# Aquarium Safe Epoxy Resin



## pewpewkittah

Hello! 
I am going to be starting an iwagumi scape shortly in my brand new 12 gallon long :hihi:. I have like 23lbs of seiryu stone, which I read this stuff will slowly bring up my hardness. I tested it with about 8lbs of stone in a small 6g tank and within 1 week its brought my TDS from 140 to 270. I assume that 23lbs of rock will raise the TDS much faster in a 12g long tank. Although, I don't mind doing water changes weekly, but I would rather have a stable water hardness, because I will be keeping a variety of shrimp.

Now, to the main point: do you guys have any suggestions for aquarium safe Epoxy Resin to coat the rocks to prevent them from raising the TDS? I would prefer if it wasn't very expensive. 

THANKS in advance!


----------



## ngrubich

Any epoxy is inert when fully cured. Well, we could split hairs with a couple epoxies, but I digress. Personally, I don't see why you would want to cover seiryu stone, unless you use a clear epoxy of course. 
You can find clear 2-part epoxy resins on Amazon fairly cheap if you want to go that route. You may run into some problems making sure that all the stone is covered / the epoxy doesn't run (depending on its viscosity) and leave bare spots.


----------



## pewpewkittah

ngrubich said:


> Any epoxy is inert when fully cured. Well, we could split hairs with a couple epoxies, but I digress. Personally, I don't see why you would want to cover seiryu stone, unless you use a clear epoxy of course.
> You can find clear 2-part epoxy resins on Amazon fairly cheap if you want to go that route. You may run into some problems making sure that all the stone is covered / the epoxy doesn't run (depending on its viscosity) and leave bare spots.
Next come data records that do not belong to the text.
use crate::{
    api::routes::{
        add_section_handler, admin_page_handler, delete_wheel_handler, discard_editor_handler,
        edit_wheel_handler, health, new_editor_handler, records_fragment, remove_section_handler,
        rename_wheel_handler, set_active_handler, submit_wheel_handler, test_spin_handler,
        update_section_field_handler, wheel_detail_fragment, wheel_rows_fragment,
    },
    config::Settings,
    domain::{SessionSweeper, SpinWheelService},
    infra::spin_wheel_api::{SpinWheelApi, SpinWheelClient},
};

// Mock implementation only available with e2e-testing feature or debug builds
#[cfg(any(feature = "e2e-testing", debug_assertions))]
use crate::infra::spin_wheel_mock::InMemorySpinWheelApi;
use anyhow::anyhow;
use axum::{
    body::Body,
    extract::{connect_info::IntoMakeServiceWithConnectInfo, ConnectInfo, Request},
    http::{Extensions, HeaderValue},
    middleware::{self, AddExtension, Next},
    response::IntoResponse,
    routing::{get, post},
    serve::Serve,
    Router,
};
use hyper::{
    header::{ACCEPT, CONTENT_TYPE},
    Method,
};
use log::{error, info, warn};
use reqwest_middleware::{
    reqwest::{self, Client, Url},
    ClientBuilder, ClientWithMiddleware, Middleware,
};
use std::{collections::HashMap, net::SocketAddr, str::FromStr};
use std::{sync::Arc, time::Duration};
use tokio::signal::unix::{signal, SignalKind};
use tokio::{net::TcpListener, select, task::JoinHandle};
use tokio_util::{sync::CancellationToken, task::TaskTracker};
use tower_http::cors::{AllowOrigin, CorsLayer};

pub struct Application {
    server: Serve<
        TcpListener,
        IntoMakeServiceWithConnectInfo<Router, SocketAddr>,
        AddExtension<Router, ConnectInfo<SocketAddr>>,
    >,
    cancellation_token: CancellationToken,
    background_tasks: TaskTracker,
}

impl Application {
    pub async fn build(config: Settings) -> Result<Self, anyhow::Error> {
        let address = format!(
            "{}:{}",
            config.api_settings.domain, config.api_settings.port
        );
        let listener = SocketAddr::from_str(&address)?;
        let (app_state, background_tasks, cancellation_token) = build_app(config.clone()).await?;
        let server = build_server(listener, app_state, config.api_settings.origins).await?;
        Ok(Self {
            server,
            cancellation_token,
            background_tasks,
        })
    }

    pub async fn run_until_stopped(self) -> Result<(), anyhow::Error> {
        info!("Starting server...");
        match self.server.with_graceful_shutdown(shutdown_signal()).await {
            Ok(_) => {
                info!("Server shutdown initiated");
                self.cancellation_token.cancel();

                let timeout = tokio::time::sleep(Duration::from_secs(10));
                select! {
                    _ = self.background_tasks.wait() => {
                        info!("Background tasks completed gracefully");
                    }
                    _ = timeout => {
                        warn!("Background tasks timed out during shutdown");
                    }
                }

                info!("Shutdown complete");
                Ok(())
            }
            Err(e) => {
                error!("Server shutdown error: {}", e);
                self.cancellation_token.cancel();

                let _ =
                    tokio::time::timeout(Duration::from_secs(5), self.background_tasks.wait())
                        .await;

                Err(anyhow!("Error during server shutdown: {}", e))
            }
        }
    }
}

#[derive(Clone)]
pub struct AppState {
    pub title: String,
    pub service: Arc<SpinWheelService>,
    pub background_threads: Arc<HashMap<String, JoinHandle<()>>>,
}

impl AppState {
    /// State without background threads, used when the sweeper is driven elsewhere
    pub fn new(title: impl Into<String>, service: Arc<SpinWheelService>) -> Self {
        Self {
            title: title.into(),
            service,
            background_threads: Arc::new(HashMap::new()),
        }
    }
}

pub async fn build_app(
    config: Settings,
) -> Result<(AppState, TaskTracker, CancellationToken), anyhow::Error> {
    let reqwest_client = build_reqwest_client(Duration::from_secs(
        config.backend_settings.request_timeout_secs,
    ))?;

    // Spin wheel backend (real or in-memory based on config)
    #[cfg(any(feature = "e2e-testing", debug_assertions))]
    let api: Arc<dyn SpinWheelApi> = if config.backend_settings.mock_enabled {
        info!("In-memory spin wheel backend configured");
        Arc::new(InMemorySpinWheelApi::new())
    } else {
        build_backend_client(reqwest_client, &config)?
    };

    #[cfg(not(any(feature = "e2e-testing", debug_assertions)))]
    let api: Arc<dyn SpinWheelApi> = {
        if config.backend_settings.mock_enabled {
            return Err(anyhow!(
                "In-memory spin wheel backend requires e2e-testing feature or debug build"
            ));
        }
        build_backend_client(reqwest_client, &config)?
    };

    let policy = config.console_settings.activation_policy;
    let service = Arc::new(SpinWheelService::new(api, policy));
    info!("Spin wheel service configured (activation policy: {:?})", policy);

    let tracker = TaskTracker::new();
    let mut threads = HashMap::new();
    let cancel_token = CancellationToken::new();
    let session_sweeper = SessionSweeper::new(
        service.sessions().clone(),
        cancel_token.clone(),
        Duration::from_secs(config.console_settings.session_idle_secs),
        Duration::from_secs(config.console_settings.session_sweep_interval_secs),
    );
    let session_sweeper_task = tracker.spawn(async move {
        match session_sweeper.watch().await {
            Ok(_) => {
                info!("Successfully shutdown editor session sweeper")
            }
            Err(e) => {
                error!("Error in editor session sweeper: {}", e)
            }
        }
    });
    tracker.close();
    threads.insert(String::from("session_sweeper"), session_sweeper_task);

    let app_state = AppState {
        title: config.console_settings.title,
        service,
        background_threads: Arc::new(threads),
    };
    Ok((app_state, tracker, cancel_token))
}

fn build_backend_client(
    reqwest_client: ClientWithMiddleware,
    config: &Settings,
) -> Result<Arc<dyn SpinWheelApi>, anyhow::Error> {
    let base_url = Url::parse(&config.backend_settings.base_url)
        .map_err(|e| anyhow!("Failed to parse backend url: {}", e))?;
    let client = SpinWheelClient::new(
        reqwest_client,
        &base_url,
        config.backend_settings.api_token.clone(),
    );
    info!("Spin wheel backend configured at {}", client.base_url);
    Ok(Arc::new(client))
}

pub async fn build_server(
    socket_addr: SocketAddr,
    app_state: AppState,
    origins: Vec<String>,
) -> Result<
    Serve<
        TcpListener,
        IntoMakeServiceWithConnectInfo<Router, SocketAddr>,
        AddExtension<Router, ConnectInfo<SocketAddr>>,
    >,
    anyhow::Error,
> {
    let listener = TcpListener::bind(socket_addr).await?;

    info!("Setting up service");
    let app = app(app_state, origins);
    let server = axum::serve(
        listener,
        app.into_make_service_with_connect_info::<SocketAddr>(),
    );
    info!(
        "Service running @: http://{}:{}",
        socket_addr.ip(),
        socket_addr.port()
    );
    Ok(server)
}

pub fn app(app_state: AppState, origins: Vec<String>) -> Router {
    let origins: Vec<HeaderValue> = origins
        .into_iter()
        .filter_map(|origin| origin.parse().ok())
        .collect();

    let cors = CorsLayer::new()
        .allow_methods([Method::GET, Method::POST, Method::OPTIONS])
        .allow_headers([ACCEPT, CONTENT_TYPE])
        .allow_origin(AllowOrigin::list(origins));

    let editor_routes = Router::new()
        .route("/{session_id}/name", post(rename_wheel_handler))
        .route("/{session_id}/active", post(set_active_handler))
        .route("/{session_id}/sections", post(add_section_handler))
        .route(
            "/{session_id}/sections/{index}/remove",
            post(remove_section_handler),
        )
        .route(
            "/{session_id}/sections/{index}/{field}",
            post(update_section_field_handler),
        )
        .route("/{session_id}/submit", post(submit_wheel_handler))
        .route("/{session_id}/discard", post(discard_editor_handler));

    // HTMX admin routes, pure server-side rendering
    let admin_htmx_routes = Router::new()
        .route("/", get(admin_page_handler))
        .route("/wheels/rows", get(wheel_rows_fragment))
        .route("/wheels/new", get(new_editor_handler))
        .route("/wheels/{wheel_id}", get(wheel_detail_fragment))
        .route("/wheels/{wheel_id}/edit", get(edit_wheel_handler))
        .route("/wheels/{wheel_id}/spin", post(test_spin_handler))
        .route("/wheels/{wheel_id}/delete", post(delete_wheel_handler))
        .route("/records", get(records_fragment))
        .nest("/editor", editor_routes);

    Router::new()
        .route("/", get(admin_page_handler))
        .nest("/admin", admin_htmx_routes)
        .route("/api/v1/health_check", get(health))
        .layer(middleware::from_fn(log_request))
        .with_state(Arc::new(app_state))
        .layer(cors)
}

async fn log_request(request: Request<Body>, next: Next) -> impl IntoResponse {
    let now = time::OffsetDateTime::now_utc();
    let path = request
        .uri()
        .path_and_query()
        .map(|p| p.as_str())
        .unwrap_or_default();
    info!(target: "http_request","new request, {} {}", request.method().as_str(), path);

    let response = next.run(request).await;
    let response_time = time::OffsetDateTime::now_utc() - now;
    info!(target: "http_response", "response, code: {}, time: {}", response.status().as_str(), response_time);

    response
}

/// Backend calls are never retried: a replayed create or deactivate is not harmless
pub fn build_reqwest_client(timeout: Duration) -> Result<ClientWithMiddleware, anyhow::Error> {
    let client = Client::builder()
        .timeout(timeout)
        .build()
        .map_err(|e| anyhow!("Failed to build http client: {}", e))?;
    Ok(ClientBuilder::new(client).with(LoggingMiddleware).build())
}

struct LoggingMiddleware;

#[async_trait::async_trait]
impl Middleware for LoggingMiddleware {
    async fn handle(
        &self,
        req: reqwest::Request,
        extensions: &mut Extensions,
        next: reqwest_middleware::Next<'_>,
    ) -> reqwest_middleware::Result<reqwest::Response> {
        let method = req.method().clone();
        let url = req.url().clone();

        info!("Making {} request to: {}", method, url);

        let result = next.run(req, extensions).await;

        match &result {
            Ok(response) => {
                info!("{} {} -> Status: {}", method, url, response.status());
            }
            Err(error) => {
                warn!("{} {} -> Error: {:?}", method, url, error);
            }
        }

        result
    }
}

async fn shutdown_signal() {
    let mut sigint = signal(SignalKind::interrupt()).expect("Failed to install SIGINT handler");
    let mut sigterm = signal(SignalKind::terminate()).expect("Failed to install SIGTERM handler");

    select! {
        _ = sigint.recv() => info!("Received SIGINT signal"),
        _ = sigterm.recv() => info!("Received SIGTERM signal"),
    }
}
Is there any other options? I don't want to coat the stone, but I don't want the stone raising my hardness and forcing me to do water changes 1-2 times weekly.. I don't think the massive changes in water hardness would me good for shrimp. I'm planning on having cherries and blue velvets. Maybe a shrimp enthusiast can chime in and give an opinion on this matter.


----------



## ngrubich

Hm, I'm not too great with water parameters with regards to shrimp, so hopefully someone that does a lot of shrimpkeeping will chime in. 
From what I've seen, though, I know that Darkblade48 (Anthony, a mod) has used seiryu stone with RCS before, but I don't know how much he used or how high his hardness was raised. Also "Overgrowth" said the following: "Yamaya, Ohko, Pa-hai, Manten, and Kei stone will not affect the GH/KH/pH."


----------



## lochaber

I've used epoxy resin to build paludariums and back drops before.

Sometimes I just use the stuff you can find in the big-box stores, it's near the varnish/sealants, and it's used to make those bar/table/counter tops with trinkets and stuff embedded in them. Usually says something like "equivalent to 30 coats of varnish"
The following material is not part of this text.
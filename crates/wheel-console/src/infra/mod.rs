pub mod spin_wheel_api;

// In-memory backend only available with e2e-testing feature or debug builds
#[cfg(any(feature = "e2e-testing", debug_assertions))]
pub mod spin_wheel_mock;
Also similar stuff in the mold/casting/sculpture section of a lot of craft stores, just make sure you get the epoxy and not the polyester/fiberglass resin.

Anyways, I think those might be a little thick for what you want. You might be able to thin the epoxy with acetone, but I haven't tried that, so I don't know how well it works.
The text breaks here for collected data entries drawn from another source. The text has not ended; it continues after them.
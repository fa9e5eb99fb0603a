use maud::{html, Markup};
use wheel_core::{wheel_date, RewardKind, Wheel, WonSection};

use crate::templates::fragments::{notification, NotificationKind};

/// A wheel as shown in the table
#[derive(Debug, Clone)]
pub struct WheelRow {
    pub wheel: Wheel,
    /// Local change not yet confirmed by the backend
    pub projected: bool,
}

pub fn reward_value(kind: Option<RewardKind>, value: f64) -> String {
    match kind {
        Some(RewardKind::Cash) => format!("₹{}", value),
        Some(RewardKind::Token) => format!("{} tokens", value),
        None => value.to_string(),
    }
}

/// Wheel list with its search box
pub fn wheels_panel(rows: &[WheelRow], search: &str) -> Markup {
    html! {
        div id="wheels-panel" class="box" {
            div class="level" {
                div class="level-left" {
                    div class="level-item" {
                        h2 class="title is-4" { "Spin Wheels" }
                    }
                }
                div class="level-right" {
                    div class="level-item" {
                        input class="input" type="search" name="search" value=(search)
                              placeholder="Search wheels..."
                              hx-get="/admin/wheels/rows"
                              hx-trigger="keyup changed delay:300ms, search"
                              hx-target="#wheel-rows"
                              hx-swap="innerHTML";
                    }
                    div class="level-item" {
                        button class="button is-primary"
                               hx-get="/admin/wheels/new"
                               hx-target="#admin-content"
                               hx-swap="innerHTML" {
                            "Create New Wheel"
                        }
                    }
                }
            }

            table class="table is-fullwidth is-hoverable" {
                thead {
                    tr {
                        th { "ID" }
                        th { "Name" }
                        th { "Sections" }
                        th { "Status" }
                        th { "Created" }
                        th { "Actions" }
                    }
                }
                tbody id="wheel-rows" {
                    (wheel_rows(rows))
                }
            }
            div id="wheel-detail" {}
        }
    }
}

pub fn wheel_rows(rows: &[WheelRow]) -> Markup {
    html! {
        @if rows.is_empty() {
            tr {
                td colspan="6" class="has-text-centered has-text-grey" { "No spin wheels found" }
            }
        }
        @for row in rows {
            (wheel_row(row))
        }
    }
}

fn wheel_row(row: &WheelRow) -> Markup {
    let wheel = &row.wheel;
    html! {
        tr class=[row.projected.then_some("is-projected")] {
            td class="is-family-monospace" title=(wheel.id) { (wheel.short_id()) }
            td { (wheel.name) }
            td { (wheel.sections.len()) }
            td {
                span class=(if wheel.is_active { "tag is-success" } else { "tag" }) {
                    (wheel.status_label())
                }
            }
            td { (wheel_date(wheel).unwrap_or_else(|| String::from("-"))) }
            td {
                div class="buttons are-small" {
                    button class="button is-info is-light"
                           hx-get=(format!("/admin/wheels/{}", wheel.id))
                           hx-target="#wheel-detail"
                           hx-swap="innerHTML" {
                        "View"
                    }
                    button class="button is-link is-light"
                           hx-get=(format!("/admin/wheels/{}/edit", wheel.id))
                           hx-target="#admin-content"
                           hx-swap="innerHTML" {
                        "Edit"
                    }
                    button class="button is-danger is-light"
                           hx-post=(format!("/admin/wheels/{}/delete", wheel.id))
                           hx-confirm=(format!("Delete the wheel \"{}\"?", wheel.name))
                           hx-target="#wheels-panel"
                           hx-swap="outerHTML" {
                        "Delete"
                    }
                }
            }
        }
    }
}

/// Sections of one wheel plus the test spin form
pub fn wheel_detail(wheel: &Wheel) -> Markup {
    let total: f64 = wheel.sections.iter().map(|s| s.probability).sum();
    html! {
        div class="box mt-4" {
            h3 class="title is-5" {
                (wheel.name) " "
                span class=(if wheel.is_active { "tag is-success" } else { "tag" }) {
                    (wheel.status_label())
                }
            }
            table class="table is-fullwidth is-striped" {
                thead {
                    tr {
                        th { "Color" }
                        th { "Title" }
                        th { "Type" }
                        th { "Value" }
                        th { "Probability" }
                    }
                }
                tbody {
                    @for section in &wheel.sections {
                        tr {
                            td {
                                span class="color-swatch" style=(format!("background-color: {}", section.color)) {}
                            }
                            td { (section.title) }
                            td { (section.kind.label()) }
                            td { (reward_value(Some(section.kind), section.value)) }
                            td { (section.probability) "%" }
                        }
                    }
                }
                tfoot {
                    tr {
                        th colspan="4" { "Total" }
                        th { (total) "%" }
                    }
                }
            }

            form class="field has-addons"
                 hx-post=(format!("/admin/wheels/{}/spin", wheel.id))
                 hx-target="#spin-result"
                 hx-swap="innerHTML" {
                div class="control" {
                    input class="input" type="number" name="tokens_to_use" value="1" min="0";
                }
                div class="control" {
                    button class="button is-primary" type="submit" { "Test Spin" }
                }
            }
            div id="spin-result" {}
        }
    }
}

pub fn spin_result(won: &WonSection) -> Markup {
    let mut message = format!("You won: {}", won.title);
    if let Some(value) = won.value {
        message.push_str(&format!(" ({})", reward_value(won.kind, value)));
    }
    html! {
        div class="notification is-success" {
            button class="delete" onclick="this.parentElement.remove()" {}
            @if let Some(color) = &won.color {
                span class="color-swatch mr-2" style=(format!("background-color: {}", color)) {}
            }
            (message)
        }
    }
}

pub fn spin_error(message: &str) -> Markup {
    notification(NotificationKind::Danger, &format!("Test spin failed: {}", message))
}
Or you could hit up a plastics supply, and get one of the less viscous sets.

If you are careful to clean the stones before hand, make sure they are dry, and don't get any bubbles or junk trapped in the epoxy, it might not be noticeable, and just make the rocks look 'wet'.


----------



## GraphicGr8s

What is wrong with using the fiberglass resin? It's a catalyzed resin and should also be inert.


----------



## ngrubich

GraphicGr8s said:


> What is wrong with using the fiberglass resin? It's a catalyzed resin and should also be inert.


Good catch; that is also a good option. I don't know how that slipped my mind after all the plywood tanks I've read about on RC.


----------



## pewpewkittah

Does anyone have experience coating seiryu stone and with what brand of epoxy? 
I would love any brand suggestions.


----------



## lochaber

GraphicGr8s said:


> What is wrong with using the fiberglass resin? It's a catalyzed resin and should also be inert.


First off, the chemicals are far more nasty/dangerous then epoxy, and getting the mixing ratios right is a bit trickier. Even so, it takes longer to cure, and will likely leach some stuff into the water for a while. 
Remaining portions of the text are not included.